Er zijn weinig auteurs waar de meningen zo over verdeeld zijn als horrorkoning Stephen King. Ik kan zijn enorme oeuvre wel waarderen (al heb ik maar een klein deel gelezen) en toen In the Tall Grass op Netflix verscheen met een typisch King-sfeertje in de trailer was ik al snel verkocht. Een film van anderhalf uur over mensen die verdwalen in een veld vol hoog gras, alleen King weet dat spannend te maken.
De ongelukkige slachtoffers in dit verhaal zijn broer en hoogzwangere zus Cal en Becky. Tijdens een lange autorit door het verlaten landschap van Kansas komen ze langs een veld met metershoog lang gras, waar ze een jongetje horen roepen om hulp. Ze lopen het gras in om hem te zoeken, maar hem vinden doen ze niet. In tegendeel: ze raken verdwaald en op een of andere manier klopt er niets meer van hun richtingsgevoel. Bovendien zijn ze niet alleen in het gras.
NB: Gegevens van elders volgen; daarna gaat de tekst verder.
//! Account model types.

use serde::{Deserialize, Serialize};

/// Stable identifier for an account (its provider URI).
#[derive(Debug, Clone, PartialEq, Eq, Hash, PartialOrd, Ord, Serialize, Deserialize)]
#[serde(transparent)]
pub struct AccountId(pub String);

impl AccountId {
    /// Create a new account ID.
    #[must_use]
    pub fn new(uri: impl Into<String>) -> Self {
        Self(uri.into())
    }

    /// Returns the identifier as a string slice.
    #[must_use]
    pub fn as_str(&self) -> &str {
        &self.0
    }
}

impl std::fmt::Display for AccountId {
    fn fmt(&self, f: &mut std::fmt::Formatter<'_>) -> std::fmt::Result {
        f.write_str(&self.0)
    }
}

/// Capability advertised by an account.
#[derive(Debug, Clone, Copy, PartialEq, Eq, Hash, Serialize, Deserialize)]
#[serde(rename_all = "kebab-case")]
pub enum AccountCapability {
    /// Server-side search is available.
    Search,
}

/// A mail account as seen by the control layer.
///
/// Equality is by identifier only: two snapshots of the same account with
/// different display data compare equal.
#[derive(Debug, Clone, Serialize, Deserialize)]
pub struct Account {
    /// Stable identifier.
    pub id: AccountId,
    /// Display name for the account.
    pub name: String,
    /// Email address.
    #[serde(default)]
    pub email: String,
    /// Capabilities the backing store advertises for this account.
    #[serde(default)]
    pub capabilities: Vec<AccountCapability>,
    /// Handle to the account's settings resource, if it has one.
    #[serde(default)]
    pub settings_uri: Option<String>,
    /// Handle to the account's recent-folders resource, if it has one.
    #[serde(default)]
    pub recent_folders_uri: Option<String>,
}

impl Account {
    /// Create an account with the given identifier and display name.
    #[must_use]
    pub fn new(id: impl Into<String>, name: impl Into<String>) -> Self {
        Self {
            id: AccountId::new(id),
            name: name.into(),
            email: String::new(),
            capabilities: Vec::new(),
            settings_uri: None,
            recent_folders_uri: None,
        }
    }

    /// Adds a capability.
    #[must_use]
    pub fn with_capability(mut self, capability: AccountCapability) -> Self {
        if !self.capabilities.contains(&capability) {
            self.capabilities.push(capability);
        }
        self
    }

    /// Sets the settings resource handle.
    #[must_use]
    pub fn with_settings_uri(mut self, uri: impl Into<String>) -> Self {
        self.settings_uri = Some(uri.into());
        self
    }

    /// Sets the recent-folders resource handle.
    #[must_use]
    pub fn with_recent_folders_uri(mut self, uri: impl Into<String>) -> Self {
        self.recent_folders_uri = Some(uri.into());
        self
    }

    /// Returns true if the account advertises the capability.
    #[must_use]
    pub fn supports(&self, capability: AccountCapability) -> bool {
        self.capabilities.contains(&capability)
    }
}

impl PartialEq for Account {
    fn eq(&self, other: &Self) -> bool {
        self.id == other.id
    }
}

impl Eq for Account {}

#[cfg(test)]
#[allow(
    clippy::unwrap_used,
    clippy::redundant_clone,
    clippy::manual_string_new,
    clippy::needless_collect,
    clippy::unreadable_literal,
    clippy::used_underscore_items,
    clippy::similar_names
)]
mod tests {
    use super::*;

    mod account_id_tests {
        use super::*;

        #[test]
        fn display() {
            let id = AccountId::new("content://accounts/1");
            assert_eq!(format!("{id}"), "content://accounts/1");
        }

        #[test]
        fn serializes_as_plain_string() {
            let id = AccountId::new("acct-1");
            assert_eq!(serde_json::to_string(&id).unwrap(), "\"acct-1\"");
        }
    }

    mod account_tests {
        use super::*;

        #[test]
        fn equality_is_by_identifier() {
            let a = Account::new("acct-1", "Work");
            let mut b = Account::new("acct-1", "Renamed");
            b.email = "someone@example.com".to_string();
            assert_eq!(a, b);
            assert_ne!(a, Account::new("acct-2", "Work"));
        }

        #[test]
        fn capabilities() {
            let account = Account::new("acct-1", "Work")
                .with_capability(AccountCapability::Search)
                .with_capability(AccountCapability::Search);
            assert!(account.supports(AccountCapability::Search));
            assert!(!Account::new("acct-2", "Home").supports(AccountCapability::Search));
            assert_eq!(account.capabilities.len(), 1);
        }

        #[test]
        fn resource_handles_default_to_none() {
            let account = Account::new("acct-1", "Work");
            assert!(account.settings_uri.is_none());
            assert!(account.recent_folders_uri.is_none());
            let account = account.with_settings_uri("settings://1");
            assert_eq!(account.settings_uri.as_deref(), Some("settings://1"));
        }

        #[test]
        fn deserializes_with_defaults() {
            let account: Account =
                serde_json::from_str(r#"{"id":"acct-1","name":"Work"}"#).unwrap();
            assert_eq!(account.id.as_str(), "acct-1");
            assert!(account.capabilities.is_empty());
        }
    }
}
In the Tall Grass is zo’n horrorfilm waarbij het niet uit maakt dat de personages oppervlakkig zijn zonder uitgebreid achtergrondverhaal. Toch leveren de acteurs prima werk af en zijn ze lang niet zo dom als in een gemiddelde slasher-film. Je vraagt je waarschijnlijk af hoe een film met alleen maar gras boeiend kan blijven, maar het is regisseur Vincenzo Natali (Cube, Splice) gelukt door de visuele kant heel sterk te maken. De camera zoeft door het veld en je wordt omgeven door ritselende bladeren en een sterke soundscape. De sfeer wordt steeds vreemder, duisterder en spiritueler naarmate het (ietwat magere) einde nadert. In the Tall Grass kijk je dan ook niet voor het verhaal, maar voor het sfeertje, de weirdness, en het puzzelen om enige logica aan te brengen. Want, kleine spoiler alert: het is eigenlijk een tijdreisfilm en lijkt wel een beetje op Triangle. En dankzij dat gepuzzel hoef je niet te verzwelgen in bevreemdende scènes en kan je ook met een afstandje van dit verhaal genieten. In the Tall Grass is geen King-meesterwerk, maar wel een leuke horror-flick voor tussendoor.